**Collected data entries:**
= Beginning of Section =

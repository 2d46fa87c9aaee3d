//! # Router Module
//!
//! Resolves request paths to resource names and extracts the path segments
//! bound by `{param}` patterns.
//!
//! Patterns are compiled to anchored regexes once at registration. Matching
//! ignores the HTTP method: a resource owns a path, and the dispatcher decides
//! which verbs it binds.
//!
//! ## Example
//!
//! ```rust
//! use brrtargs::router::Router;
//!
//! let mut router = Router::new("/api/1");
//! router.add_route("/oracles/{oracle}/cache", "oracle_cache").unwrap();
//!
//! let m = router.route("/api/1/oracles/coingecko/cache").unwrap();
//! assert_eq!(m.resource.as_ref(), "oracle_cache");
//! assert_eq!(m.get_path_param("oracle"), Some("coingecko"));
//! ```

mod core;

pub use core::{ParamVec, RouteMatch, Router, RouterError, MAX_INLINE_PARAMS};
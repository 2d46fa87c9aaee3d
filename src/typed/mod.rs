//! # Typed Module
//!
//! Keyword-struct handlers.
//!
//! Instead of reading fields out of [`ValidatedArguments`](crate::validator::ValidatedArguments)
//! by name, a handler can declare a struct whose fields match the descriptor
//! and receive it already deserialized:
//!
//! ```rust
//! use brrtargs::dispatcher::{Dispatcher, HandlerResponse};
//! use brrtargs::loader::LoaderKind;
//! use brrtargs::schema::{FieldSpec, FieldType, SchemaDescriptor};
//! use http::Method;
//! use serde::Deserialize;
//!
//! #[derive(Deserialize)]
//! struct OracleArgs {
//!     oracle: String,
//!     async_query: bool,
//! }
//!
//! let schema = SchemaDescriptor::builder("OracleCache")
//!     .field(FieldSpec::new("oracle", FieldType::String).required())
//!     .field(FieldSpec::new("async_query", FieldType::Bool).default_value(false))
//!     .build()
//!     .unwrap();
//!
//! let mut dispatcher = Dispatcher::new();
//! dispatcher.bind_typed("oracle_cache", Method::GET, LoaderKind::BodyQueryAndPath, schema,
//!     |args: OracleArgs| HandlerResponse::ok(serde_json::json!({ "oracle": args.oracle })));
//! ```
//!
//! The struct and the descriptor must agree; a mismatch is answered with 500.

mod core;

pub use core::typed_handler;
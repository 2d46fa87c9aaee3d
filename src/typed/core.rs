use crate::dispatcher::{Dispatcher, HandlerResponse};
use crate::loader::LoaderKind;
use crate::schema::SchemaSource;
use crate::validator::ValidatedArguments;
use http::Method;
use serde::de::DeserializeOwned;
use serde_json::json;
use tracing::error;

/// Wrap a typed handler so it accepts [`ValidatedArguments`].
///
/// The arguments are unpacked into `T` by field name. A mismatch means the
/// descriptor and the struct disagree, which is a server fault, so it is
/// answered with 500 rather than blamed on the caller.
pub fn typed_handler<T, F>(
    name: &'static str,
    handler: F,
) -> impl Fn(ValidatedArguments) -> HandlerResponse + Send + Sync + 'static
where
    T: DeserializeOwned + 'static,
    F: Fn(T) -> HandlerResponse + Send + Sync + 'static,
{
    move |args: ValidatedArguments| match args.into_typed::<T>() {
        Ok(typed) => handler(typed),
        Err(err) => {
            error!(
                handler_name = name,
                target_type = std::any::type_name::<T>(),
                error = %err,
                "Validated arguments do not fit handler signature"
            );
            HandlerResponse::json(
                500,
                json!({
                    "error": "Handler argument mismatch",
                    "message": err.to_string(),
                }),
            )
        }
    }
}

impl Dispatcher {
    /// Bind a handler that takes a deserializable keyword struct instead of
    /// raw [`ValidatedArguments`].
    pub fn bind_typed<T, F>(
        &mut self,
        resource: &'static str,
        method: Method,
        loader: LoaderKind,
        schema: impl Into<SchemaSource>,
        handler: F,
    ) where
        T: DeserializeOwned + 'static,
        F: Fn(T) -> HandlerResponse + Send + Sync + 'static,
    {
        self.bind(resource, method, loader, schema, typed_handler(resource, handler));
    }
}

#[cfg(test)]
mod tests {
    use super::*;
    use crate::payload::RawRequest;
    use crate::schema::{FieldSpec, FieldType, SchemaDescriptor};
    use serde::Deserialize;

    #[derive(Debug, Deserialize)]
    struct TaskArgs {
        task_id: Option<i64>,
    }

    #[derive(Debug, Deserialize)]
    #[allow(dead_code)]
    struct WrongArgs {
        task_id: String,
    }

    fn schema() -> SchemaDescriptor {
        SchemaDescriptor::builder("AsyncTasks")
            .field(FieldSpec::new("task_id", FieldType::Integer).nullable())
            .build()
            .unwrap()
    }

    #[test]
    fn typed_handler_receives_struct() {
        let mut d = Dispatcher::new();
        d.bind_typed("tasks", Method::GET, LoaderKind::Path, schema(), |args: TaskArgs| {
            HandlerResponse::ok(json!({ "task": args.task_id }))
        });
        let req = RawRequest::new(Method::GET, "/tasks/7").with_path_param("task_id", "7");
        let resp = d.dispatch("tasks", &req).unwrap();
        assert_eq!(resp.status, 200);
        assert_eq!(resp.body["task"], 7);
    }

    #[test]
    fn mismatched_struct_is_server_error() {
        let mut d = Dispatcher::new();
        d.bind_typed("tasks", Method::GET, LoaderKind::Path, schema(), |_: WrongArgs| {
            HandlerResponse::ok(json!({}))
        });
        let req = RawRequest::new(Method::GET, "/tasks/7").with_path_param("task_id", "7");
        let resp = d.dispatch("tasks", &req).unwrap();
        assert_eq!(resp.status, 500);
        assert_eq!(resp.body["error"], "Handler argument mismatch");
    }
}
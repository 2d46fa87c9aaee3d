//! # brrtargs
//!
//! Request argument resolution for resource endpoints: read each input
//! location, merge them by precedence, validate the result against a
//! declarative descriptor, then call a handler with typed keyword arguments.
//!
//! ## Request flow
//!
//! ```text
//! HTTP request
//!   -> router          pattern match, path params decoded
//!   -> dispatcher      (resource, verb) -> loader + descriptor + handler
//!        -> schema     static descriptor, or factory over the chain connector
//!        -> loader     body / query / path readers, merged path > query > body
//!        -> validator  coerce, defaults, rules, whole-payload checks
//!   -> handler         facade call with ValidatedArguments
//! ```
//!
//! ## Modules
//!
//! - **[`loader`]** - location readers and composite loaders
//! - **[`schema`]** - field specs, descriptors and descriptor factories
//! - **[`validator`]** - payload validation and typed values
//! - **[`connector`]** - chain connector trait and the process-wide slot
//! - **[`dispatcher`]** - endpoint bindings and dispatch
//! - **[`typed`]** - binding handlers that take deserialized argument structs
//! - **[`resources`]** - the registered resource table and facade trait
//! - **[`router`]** - path pattern matching
//! - **[`server`]** - `may_minihttp` host
//! - **[`config`]**, **[`logging`]**, **[`runtime_config`]**, **[`cli`]** - process setup
//!
//! ## Example
//!
//! ```rust
//! use brrtargs::loader::LoaderKind;
//! use brrtargs::payload::RawRequest;
//! use brrtargs::schema::{FieldSpec, FieldType, SchemaDescriptor};
//! use brrtargs::validator::validate;
//! use http::Method;
//!
//! let schema = SchemaDescriptor::builder("Balances")
//!     .field(FieldSpec::new("name", FieldType::String).nullable())
//!     .field(FieldSpec::new("ignore_cache", FieldType::Bool).default_value(false))
//!     .build()
//!     .unwrap();
//!
//! let request = RawRequest::from_target(Method::GET, "/balances/kraken?name=ignored")
//!     .with_path_param("name", "kraken")
//!     .with_body(r#"{"ignore_cache": true}"#);
//!
//! let merged = LoaderKind::BodyQueryAndPath.load(&request, &schema);
//! let args = validate(&merged, &schema).unwrap();
//! assert_eq!(args.get("name").and_then(|v| v.as_str()), Some("kraken"));
//! assert_eq!(args.get("ignore_cache").and_then(|v| v.as_bool()), Some(true));
//! ```

pub mod cli;
pub mod config;
pub mod connector;
pub mod dispatcher;
pub mod loader;
pub mod logging;
pub mod payload;
pub mod resources;
pub mod router;
pub mod runtime_config;
pub mod schema;
pub mod server;
pub mod typed;
pub mod validator;

pub use dispatcher::{Dispatcher, HandlerResponse};
pub use loader::LoaderKind;
pub use router::Router;
pub use schema::{SchemaDescriptor, SchemaSource};
pub use validator::{validate, ValidatedArguments, ValidationError};
use may::coroutine::JoinHandle;
use may_minihttp::{HttpServerWithHeaders, HttpService};
use std::io;
use std::net::{SocketAddr, TcpStream, ToSocketAddrs};
use std::thread;
use std::time::Duration;

/// Wrapper around may_minihttp's HTTP server, accepting up to 32 headers
pub struct HttpServer<T>(pub T);

/// Handle to a running HTTP server
pub struct ServerHandle {
    addr: SocketAddr,
    handle: JoinHandle<()>,
}

impl ServerHandle {
    /// Address the server is bound to
    #[must_use]
    pub fn addr(&self) -> SocketAddr {
        self.addr
    }

    /// Poll the listener until it accepts a connection (~250ms).
    ///
    /// # Errors
    ///
    /// `TimedOut` when the server never becomes reachable.
    pub fn wait_ready(&self) -> io::Result<()> {
        for _ in 0..50 {
            if TcpStream::connect(self.addr).is_ok() {
                return Ok(());
            }
            thread::sleep(Duration::from_millis(5));
        }
        Err(io::Error::new(io::ErrorKind::TimedOut, "server not ready"))
    }

    /// Cancel the server coroutine and wait for it to finish
    pub fn stop(self) {
        // SAFETY: cancel() is unsafe in may; the handle is owned here and the
        // coroutine is not touched again after join.
        unsafe {
            self.handle.coroutine().cancel();
        }
        let _ = self.handle.join();
    }

    /// Block until the server coroutine exits
    ///
    /// # Errors
    ///
    /// Returns the panic payload if the server coroutine panicked.
    pub fn join(self) -> std::thread::Result<()> {
        self.handle.join()
    }
}

impl<T: HttpService + Clone + Send + Sync + 'static> HttpServer<T> {
    /// Bind `addr` and start serving.
    ///
    /// # Errors
    ///
    /// Fails if the address does not resolve or the port cannot be bound.
    pub fn start<A: ToSocketAddrs>(self, addr: A) -> io::Result<ServerHandle> {
        let addr = addr
            .to_socket_addrs()?
            .next()
            .ok_or_else(|| io::Error::new(io::ErrorKind::InvalidInput, "invalid address"))?;
        let handle = HttpServerWithHeaders::<_, 32>(self.0).start(addr)?;
        Ok(ServerHandle { addr, handle })
    }
}
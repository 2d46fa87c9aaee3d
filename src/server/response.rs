use crate::dispatcher::HandlerResponse;
use http::StatusCode;
use may_minihttp::Response;
use once_cell::sync::Lazy;
use serde_json::Value;
use std::collections::HashMap;
use std::sync::Mutex;
use tracing::warn;

/// Upper bound on distinct interned header lines
const MAX_INTERNED_HEADERS: usize = 1024;

static HEADER_LINES: Lazy<Mutex<HashMap<String, &'static str>>> =
    Lazy::new(|| Mutex::new(HashMap::new()));

pub(crate) fn status_reason(status: u16) -> &'static str {
    StatusCode::from_u16(status)
        .ok()
        .and_then(|code| code.canonical_reason())
        .unwrap_or("Unknown")
}

/// `may_minihttp` only takes `'static` header lines. Lines are leaked once and
/// reused; past the cap new lines are dropped.
fn header_line(name: &str, value: &str) -> Option<&'static str> {
    let line = format!("{name}: {value}");
    let mut lines = HEADER_LINES.lock().ok()?;
    if let Some(existing) = lines.get(&line) {
        return Some(*existing);
    }
    if lines.len() >= MAX_INTERNED_HEADERS {
        warn!(header = %name, "Header line cache full, dropping header");
        return None;
    }
    let leaked: &'static str = Box::leak(line.clone().into_boxed_str());
    lines.insert(line, leaked);
    Some(leaked)
}

pub fn write_handler_response(res: &mut Response, response: HandlerResponse) {
    res.status_code(response.status as usize, status_reason(response.status));
    let mut has_content_type = false;
    for (name, value) in &response.headers {
        if name.eq_ignore_ascii_case("content-type") {
            has_content_type = true;
        }
        if let Some(line) = header_line(name, value) {
            res.header(line);
        }
    }
    match response.body {
        Value::String(s) if !has_content_type => {
            res.header("Content-Type: text/plain");
            res.body_vec(s.into_bytes());
        }
        other => {
            if !has_content_type {
                res.header("Content-Type: application/json");
            }
            res.body_vec(other.to_string().into_bytes());
        }
    }
}
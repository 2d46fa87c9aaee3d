use crate::payload::{parse_query_pairs, QueryPairs, RawRequest};
use crate::router::ParamVec;
use http::Method;
use may_minihttp::Request;
use std::collections::HashMap;
use std::io::Read;
use tracing::{debug, info, warn};

/// HTTP request data extracted from the wire, before routing.
///
/// The body is kept as raw bytes; the body location reader decides whether it
/// is usable JSON.
#[derive(Debug, Clone, PartialEq, Eq)]
pub struct ParsedRequest {
    /// HTTP method (GET, POST, etc.)
    pub method: String,
    /// Request path without the query string
    pub path: String,
    /// Decoded query pairs in wire order
    pub query: QueryPairs,
    /// HTTP headers (lowercase keys)
    pub headers: HashMap<String, String>,
    pub body: Vec<u8>,
}

/// Split a request target into path and raw query string
#[must_use]
pub fn split_target(target: &str) -> (&str, &str) {
    match target.split_once('?') {
        Some((path, query)) => (if path.is_empty() { "/" } else { path }, query),
        None => (if target.is_empty() { "/" } else { target }, ""),
    }
}

impl ParsedRequest {
    /// Build from a method and a target such as `/api/1/trades?location=kraken`
    #[must_use]
    pub fn from_target(method: &str, target: &str) -> Self {
        let (path, query) = split_target(target);
        Self {
            method: method.to_ascii_uppercase(),
            path: path.to_string(),
            query: parse_query_pairs(query),
            headers: HashMap::new(),
            body: Vec::new(),
        }
    }

    #[must_use]
    pub fn with_header(mut self, name: &str, value: &str) -> Self {
        self.headers
            .insert(name.to_ascii_lowercase(), value.to_string());
        self
    }

    #[must_use]
    pub fn with_body(mut self, body: impl Into<Vec<u8>>) -> Self {
        self.body = body.into();
        self
    }

    #[must_use]
    pub fn header(&self, name: &str) -> Option<&str> {
        self.headers
            .get(&name.to_ascii_lowercase())
            .map(String::as_str)
    }

    /// Hand the request to the loaders with the router's path params bound
    #[must_use]
    pub fn into_raw(self, method: Method, path_params: ParamVec) -> RawRequest {
        RawRequest::new(method, self.path)
            .with_body(self.body)
            .with_query(self.query)
            .with_path_params(path_params)
    }
}

/// Extract method, target, headers and body from a `may_minihttp::Request`.
pub fn parse_request(req: Request) -> ParsedRequest {
    let method = req.method().to_string();
    let (path, query) = {
        let (path, query) = split_target(req.path());
        (path.to_string(), parse_query_pairs(query))
    };

    let headers: HashMap<String, String> = req
        .headers()
        .iter()
        .map(|h| {
            (
                h.name.to_ascii_lowercase(),
                String::from_utf8_lossy(h.value).to_string(),
            )
        })
        .collect();

    debug!(
        header_count = headers.len(),
        query_pairs = query.len(),
        "Headers and query extracted"
    );

    let mut body = Vec::new();
    if let Err(e) = req.body().read_to_end(&mut body) {
        warn!(error = %e, path = %path, "Failed to read request body");
        body.clear();
    }

    info!(
        method = %method,
        path = %path,
        body_size_bytes = body.len(),
        "HTTP request parsed"
    );

    ParsedRequest {
        method,
        path,
        query,
        headers,
        body,
    }
}

#[cfg(test)]
mod tests {
    use super::*;

    #[test]
    fn test_split_target() {
        assert_eq!(split_target("/p?x=1"), ("/p", "x=1"));
        assert_eq!(split_target("/p"), ("/p", ""));
        assert_eq!(split_target("?x=1"), ("/", "x=1"));
    }

    #[test]
    fn test_from_target_and_headers() {
        let req = ParsedRequest::from_target("get", "/api/1/trades?location=kraken&only_cache=true")
            .with_header("X-Request-Id", "abc");
        assert_eq!(req.method, "GET");
        assert_eq!(req.path, "/api/1/trades");
        assert_eq!(req.query.len(), 2);
        assert_eq!(req.header("x-request-id"), Some("abc"));
    }

    #[test]
    fn test_into_raw_carries_params() {
        let mut params = ParamVec::new();
        params.push(("name".into(), "kraken".to_string()));
        let raw = ParsedRequest::from_target("GET", "/x?a=1")
            .with_body(b"{}".to_vec())
            .into_raw(Method::GET, params);
        assert_eq!(raw.path_param("name"), Some("kraken"));
        assert_eq!(raw.body, b"{}");
        assert_eq!(raw.query[0].0, "a");
    }
}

= End of Section =

How many lines in the records contain the string "JoinHandle"? Give the number by itself.

**Response box:** 2